Luckily, we have filmic antecedents to draw on, so the wheel need not be reinvented. Think Mr. Smith Goes to Washington (1939), Twelve Angry Men (1960), Do the Right Thing (1989), and Bulworth (1998). Not to mention the documentaries of Michael Moore, and the more recent crop of justice-oriented films like The Post and Three Billboards Outside Ebbing, Missouri. For politically edgy work by foreign filmmakers, there’s everything from the Sergei Eisenstein masterpiece Battleship Potemkin (1925) to certain works of Jean-Luc Godard, a radical lefty who took to the streets during France’s revolutionary May of 1968.
The propagandist potential of Hollywood — for good or for bad — was first revealed (for bad) early on by the notorious Birth of a Nation (1915), which normalized racism and promoted the Ku Klux Klan. On the good side of the moral ledger, however, 1912 saw the production of Adolph Zukor’s first feature film, Resurrection (1912), based on a Tolstoy novel that was so provocative and political it is said to have helped foment the Russian Revolution. Tolstoy, let’s not forget, had a deep love for the peasants, and was a pacifist who influenced Gandhi and, later on, Dr. Martin Luther King, Jr..
The 1912 film of Resurrection is lost; two later productions were helmed by that most prolific of Native American filmmakers, Edwin Carewe. Each one starred a famous Latina actress: Dolores Del Rio, in 1927, who became the first Latina movie star; and Lupe Vélez, in 1931, called the “Mexican spitfire” or “hot pepper.” Hollywood’s last version was in 1934 as a vehicle for Ukranian beauty Anna Sten — who Sam Goldwyn tried to make the next Greta Garbo — in the retitled We Live Again.

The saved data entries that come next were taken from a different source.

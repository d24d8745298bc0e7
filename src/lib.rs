// Puzzle mining client library
pub mod chain;
pub mod error;
pub mod identity;
pub mod mining;
pub mod oracle;
pub mod progress;
pub mod puzzle;
pub mod retry;
pub mod scheduler;
pub mod submitter;
pub mod target;

#[cfg(test)]
mod testing;

// Re-export for convenience
pub use chain::{ChainClient, LedgerRpc};
pub use identity::{Identity, IdentitySet};
pub use mining::{SearchOutcome, Solver, SolverConfig};
pub use oracle::{PriceOracle, Quote, QuoteSource};
pub use puzzle::{PuzzleReader, PuzzleState};
pub use scheduler::{RoundScheduler, RoundState, RunSummary, SchedulerPolicy};
pub use submitter::{CommandSubmitter, SubmissionRequest, Submitter};
pub use target::DifficultyTarget;
use anyhow::{Context, Result};
use clap::Parser;
use std::sync::Arc;
use std::sync::atomic::{AtomicBool, AtomicU64, Ordering};
use std::thread;
use std::time::Duration;
use tracing_subscriber::EnvFilter;

use puzzle_miner::chain::{ChainClient, DEFAULT_NETWORK_ID, DEFAULT_NODE_URL};
use puzzle_miner::identity::IdentitySet;
use puzzle_miner::mining::{DEFAULT_BATCH_SIZE, NonceSpace, SearchGauge, Solver, SolverConfig};
use puzzle_miner::oracle::PriceOracle;
use puzzle_miner::progress::{ProgressDisplay, format_number};
use puzzle_miner::retry::RetryPolicy;
use puzzle_miner::scheduler::{RoundScheduler, SchedulerPolicy};
use puzzle_miner::submitter::{CommandSubmitter, DEFAULT_SUBMITTER_COMMAND};

/// Puzzle Miner - solve on-chain proof-of-work rounds and submit bids
#[derive(Parser, Debug)]
#[command(name = "puzzle-miner")]
#[command(author, version, about, long_about = None)]
struct Args {
    /// Ledger JSON-RPC endpoint
    #[arg(long, default_value = DEFAULT_NODE_URL)]
    node_url: String,

    /// Network id, sent as the JSON-RPC request id
    #[arg(long, default_value_t = DEFAULT_NETWORK_ID)]
    network_id: u64,

    /// Command that signs and broadcasts a solution; the request is appended as arguments
    #[arg(long, default_value = DEFAULT_SUBMITTER_COMMAND)]
    submitter: String,

    /// Number of CPU threads hashing each batch (0 = all cores)
    #[arg(short, long, default_value_t = 1)]
    threads: usize,

    /// Candidates between two staleness checks
    #[arg(long, default_value_t = DEFAULT_BATCH_SIZE)]
    batch_size: u64,

    /// Smallest nonce candidate
    #[arg(long, default_value_t = NonceSpace::DEFAULT.min())]
    nonce_min: u64,

    /// Largest nonce candidate
    #[arg(long, default_value_t = NonceSpace::DEFAULT.max())]
    nonce_max: u64,

    /// Seconds to wait before polling for the next round
    #[arg(long, default_value_t = 2)]
    poll_interval: u64,

    /// Extra seconds to wait when the round has not advanced yet
    #[arg(long, default_value_t = 10)]
    idle_backoff: u64,

    /// Consecutive failed puzzle fetches before logging an error
    #[arg(long, default_value_t = 5)]
    escalate_after: u32,

    /// Disable the hashrate spinner
    #[arg(long)]
    no_progress: bool,
}

#[tokio::main]
async fn main() -> Result<()> {
    let args = Args::parse();

    tracing_subscriber::fmt()
        .with_env_filter(
            EnvFilter::try_from_default_env().unwrap_or_else(|_| EnvFilter::new("info")),
        )
        .init();

    let nonce_space = NonceSpace::new(args.nonce_min, args.nonce_max)
        .context("--nonce-min must not exceed --nonce-max")?;
    let identities = IdentitySet::builtin().context("Invalid identity lists")?;
    let chain = ChainClient::new(&args.node_url, args.network_id)
        .context("Failed to build ledger client")?;
    let oracle = PriceOracle::new().context("Failed to build price-feed client")?;
    let submitter = CommandSubmitter::from_command_line(&args.submitter)
        .context("Submitter command is empty")?;

    let config = SolverConfig::new(args.threads)
        .with_batch_size(args.batch_size)
        .with_nonce_space(nonce_space);
    let threads = config.threads;
    let solver = Solver::new(config).context("Failed to build solver thread pool")?;

    println!("⛏️  Puzzle Miner");
    println!("━━━━━━━━━━━━━━━━━━━━━━━━━━━━━━━━━━━━━━━━━━━━━━━━━━━━");
    println!("🌐 Node:       {} (network {})", chain.url(), args.network_id);
    println!("📤 Submitter:  {}", args.submitter);
    println!("👥 Identities: {}", identities.len());
    println!(
        "🔢 Nonces:     {}..={}",
        nonce_space.min(),
        nonce_space.max()
    );
    println!("🧵 Threads:    {}", threads);
    println!("━━━━━━━━━━━━━━━━━━━━━━━━━━━━━━━━━━━━━━━━━━━━━━━━━━━━");

    let cancel = solver.cancel_flag();
    let total_attempts = solver.attempts_counter();
    let gauge = solver.search_gauge();

    let cancel_clone = cancel.clone();
    ctrlc::set_handler(move || {
        println!("\n⛔ Cancelled by user");
        cancel_clone.store(true, Ordering::SeqCst);
    })
    .context("Failed to install Ctrl-C handler")?;

    let done = Arc::new(AtomicBool::new(false));
    let progress_handle = (!args.no_progress)
        .then(|| spawn_progress(done.clone(), total_attempts.clone(), gauge));

    let policy = SchedulerPolicy {
        poll_interval: Duration::from_secs(args.poll_interval),
        idle_backoff: Duration::from_secs(args.idle_backoff),
        fetch_retry: RetryPolicy::default(),
        escalate_after: args.escalate_after,
    };
    let mut scheduler =
        RoundScheduler::new(chain, oracle, submitter, solver, identities, policy);
    let summary = scheduler.run().await;

    done.store(true, Ordering::SeqCst);
    if let Some(handle) = progress_handle {
        let _ = handle.join();
    }

    println!();
    println!("━━━━━━━━━━━━━━━━━━━━━━━━━━━━━━━━━━━━━━━━━━━━━━━━━━━━");
    println!("✅ Solutions:      {}", summary.solutions);
    println!("📤 Submissions:    {}", summary.submissions);
    println!("❌ Failed:         {}", summary.failed_submissions);
    println!("🔄 Stale restarts: {}", summary.stale_restarts);
    println!("🏁 Rounds:         {}", summary.rounds_completed);
    println!(
        "🔢 Attempts:       {}",
        format_number(total_attempts.load(Ordering::Relaxed))
    );

    Ok(())
}

fn spawn_progress(
    done: Arc<AtomicBool>,
    total_attempts: Arc<AtomicU64>,
    gauge: Arc<SearchGauge>,
) -> thread::JoinHandle<()> {
    thread::spawn(move || {
        let progress = ProgressDisplay::new();
        while !done.load(Ordering::Relaxed) {
            thread::sleep(Duration::from_millis(100));
            progress.update(
                total_attempts.load(Ordering::Relaxed),
                gauge.attempts(),
                gauge.expected(),
            );
        }
        progress.finish(total_attempts.load(Ordering::Relaxed));
    })
}
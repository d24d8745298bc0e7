//! JSON-RPC client for the ledger node.
//!
//! Every operation issues exactly one request. Retry policy belongs to the
//! callers (see [`crate::puzzle::PuzzleReader`]).

use std::time::Duration;

use alloy_primitives::{Address, B256};
use async_trait::async_trait;
use serde::de::DeserializeOwned;
use serde::{Deserialize, Serialize};
use serde_json::{Value, json};
use tracing::trace;

use crate::error::ChainUnavailable;

pub const DEFAULT_NODE_URL: &str = "http://localhost:8545";
pub const DEFAULT_NETWORK_ID: u64 = 60;

const REQUEST_TIMEOUT: Duration = Duration::from_secs(10);

/// Transaction as returned by `eth_getTransactionByBlockNumberAndIndex`
#[derive(Debug, Clone, PartialEq, Eq, Deserialize)]
pub struct TransactionRecord {
    pub hash: B256,
    #[serde(default)]
    pub from: Option<Address>,
    /// `None` for contract creations
    #[serde(default)]
    pub to: Option<Address>,
}

/// Receipt as returned by `eth_getTransactionReceipt`
#[derive(Debug, Clone, Default, PartialEq, Eq, Deserialize)]
#[serde(rename_all = "camelCase")]
pub struct ReceiptRecord {
    /// Set only when the transaction created a contract
    #[serde(default)]
    pub contract_address: Option<Address>,
    #[serde(default)]
    pub logs: Vec<LogRecord>,
}

#[derive(Debug, Clone, Default, PartialEq, Eq, Deserialize)]
pub struct LogRecord {
    #[serde(default)]
    pub address: Option<Address>,
    #[serde(default)]
    pub topics: Vec<B256>,
}

/// Read-only view of the ledger used by the miner.
#[async_trait]
pub trait LedgerRpc: Send + Sync {
    /// Height of the latest block
    async fn block_height(&self) -> Result<u64, ChainUnavailable>;

    /// Transaction at `index` inside block `height`, if any
    async fn transaction_at(
        &self,
        height: u64,
        index: u64,
    ) -> Result<Option<TransactionRecord>, ChainUnavailable>;

    /// Receipt of a mined transaction, if any
    async fn receipt(&self, tx_hash: B256) -> Result<Option<ReceiptRecord>, ChainUnavailable>;

    /// `eth_call` against the latest block; returns the raw `0x`-prefixed hex result
    async fn call_contract(&self, to: Address, data: &[u8]) -> Result<String, ChainUnavailable>;
}

#[derive(Serialize)]
struct JsonRpcRequest<'a> {
    jsonrpc: &'a str,
    id: u64,
    method: &'a str,
    params: Value,
}

#[derive(Deserialize)]
struct JsonRpcResponse {
    #[serde(default)]
    result: Option<Value>,
    #[serde(default)]
    error: Option<JsonRpcError>,
}

#[derive(Deserialize)]
struct JsonRpcError {
    code: i64,
    message: String,
}

/// HTTP JSON-RPC client. The network id doubles as the request id.
pub struct ChainClient {
    url: String,
    network_id: u64,
    client: reqwest::Client,
}

impl ChainClient {
    pub fn new(url: impl Into<String>, network_id: u64) -> Result<Self, ChainUnavailable> {
        let client = reqwest::Client::builder()
            .timeout(REQUEST_TIMEOUT)
            .build()?;

        Ok(Self {
            url: url.into(),
            network_id,
            client,
        })
    }

    pub fn url(&self) -> &str {
        &self.url
    }

    /// Issue one call. A `null` or absent result comes back as `None`.
    async fn call(&self, method: &str, params: Value) -> Result<Option<Value>, ChainUnavailable> {
        let request = JsonRpcRequest {
            jsonrpc: "2.0",
            id: self.network_id,
            method,
            params,
        };
        trace!(target: "miner::chain", method, "rpc request");

        let response = self.client.post(&self.url).json(&request).send().await?;

        let status = response.status();
        if !status.is_success() {
            return Err(ChainUnavailable::Status(status));
        }

        let body: JsonRpcResponse = response.json().await?;
        if let Some(err) = body.error {
            return Err(ChainUnavailable::Rpc {
                code: err.code,
                message: err.message,
            });
        }

        Ok(body.result.filter(|value| !value.is_null()))
    }

    async fn call_required(&self, method: &str, params: Value) -> Result<Value, ChainUnavailable> {
        self.call(method, params)
            .await?
            .ok_or_else(|| ChainUnavailable::Malformed(format!("{method} returned no result")))
    }
}

#[async_trait]
impl LedgerRpc for ChainClient {
    async fn block_height(&self) -> Result<u64, ChainUnavailable> {
        let result = self.call_required("eth_blockNumber", json!([])).await?;
        quantity_from_value(&result)
    }

    async fn transaction_at(
        &self,
        height: u64,
        index: u64,
    ) -> Result<Option<TransactionRecord>, ChainUnavailable> {
        let params = json!([to_quantity(height), to_quantity(index)]);
        self.call("eth_getTransactionByBlockNumberAndIndex", params)
            .await?
            .map(record_from_value)
            .transpose()
    }

    async fn receipt(&self, tx_hash: B256) -> Result<Option<ReceiptRecord>, ChainUnavailable> {
        self.call("eth_getTransactionReceipt", json!([tx_hash]))
            .await?
            .map(record_from_value)
            .transpose()
    }

    async fn call_contract(&self, to: Address, data: &[u8]) -> Result<String, ChainUnavailable> {
        let params = json!([
            { "to": to, "data": format!("0x{}", hex::encode(data)) },
            "latest"
        ]);
        match self.call_required("eth_call", params).await? {
            Value::String(raw) => Ok(raw),
            other => Err(ChainUnavailable::Malformed(format!(
                "eth_call result is not a string: {other}"
            ))),
        }
    }
}

fn record_from_value<T: DeserializeOwned>(value: Value) -> Result<T, ChainUnavailable> {
    serde_json::from_value(value).map_err(|err| ChainUnavailable::Malformed(err.to_string()))
}

fn to_quantity(value: u64) -> String {
    format!("0x{value:x}")
}

/// Parse a `0x`-prefixed hex quantity such as `"0x1b4"`.
pub fn parse_quantity(raw: &str) -> Option<u64> {
    let digits = raw.strip_prefix("0x").or_else(|| raw.strip_prefix("0X"))?;
    if digits.is_empty() {
        return None;
    }
    u64::from_str_radix(digits, 16).ok()
}

fn quantity_from_value(value: &Value) -> Result<u64, ChainUnavailable> {
    value
        .as_str()
        .and_then(parse_quantity)
        .ok_or_else(|| ChainUnavailable::Malformed(format!("invalid hex quantity: {value}")))
}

Resurrection is based on an amazing true story Tolstoy heard from a friend and later wrote as a novel. As deep and psychological as most Russian novels, the plot involves a wealthy prince with a liberal heart in love with a prostitute accused of a crime she didn’t commit. The story points a condemning finger at wealth inequality in Czarist Russia, along with its horrendous prison system. How surprisingly topical. It also references the radical American economist Henry George, a hero of the first progressive era. George was the original mobilizer of the 99% with his bestselling book Progress and Poverty; in his barnstorming run for NYC mayor in 1896 he came in third, getting more votes than Teddy Roosevelt.
I am currently on a quest to remind the world of this radical film that played a key role in the origins of Hollywood. I’m trying to resurrect Resurrection, if you will, as a guiding cinematic light from the past to model a more justice-infused movie-making future. Animating my project is a profound sense of personal meaning: the star of Zukor’s Resurrection, Blanche Walsh, arguably the first American movie star, was my grandmother’s dear second mother. In a real-life fairy tale, the childless Walsh rescued by grandmother from a London orphanage in 1909 and brought her to live in NYC, where she looked after her. It’s a magical story I love to tell people, including the audience of my new one-man show, A Real Education, to inspire faith that miracles are still possible in the modern world.
Am I immodest to call myself a scion of early Hollywood royalty? How many degrees of separation does this make me from Kevin Bacon? Sometimes I feel like Laurence Olivier’s stable boy Heathcliff in Wuthering Heights (1939), who discovers, alas, that he’s from noble birth. I love my connection to Hollywood’s ethical, mostly unknown origins. It’s not just a magical story, at least for me. There’s also an educational and civic meaning to it.
Of course, they don’t teach this in university cinema departments. What I hope is to inspire Tinseltown to reclaim the moral authority that marked its inception.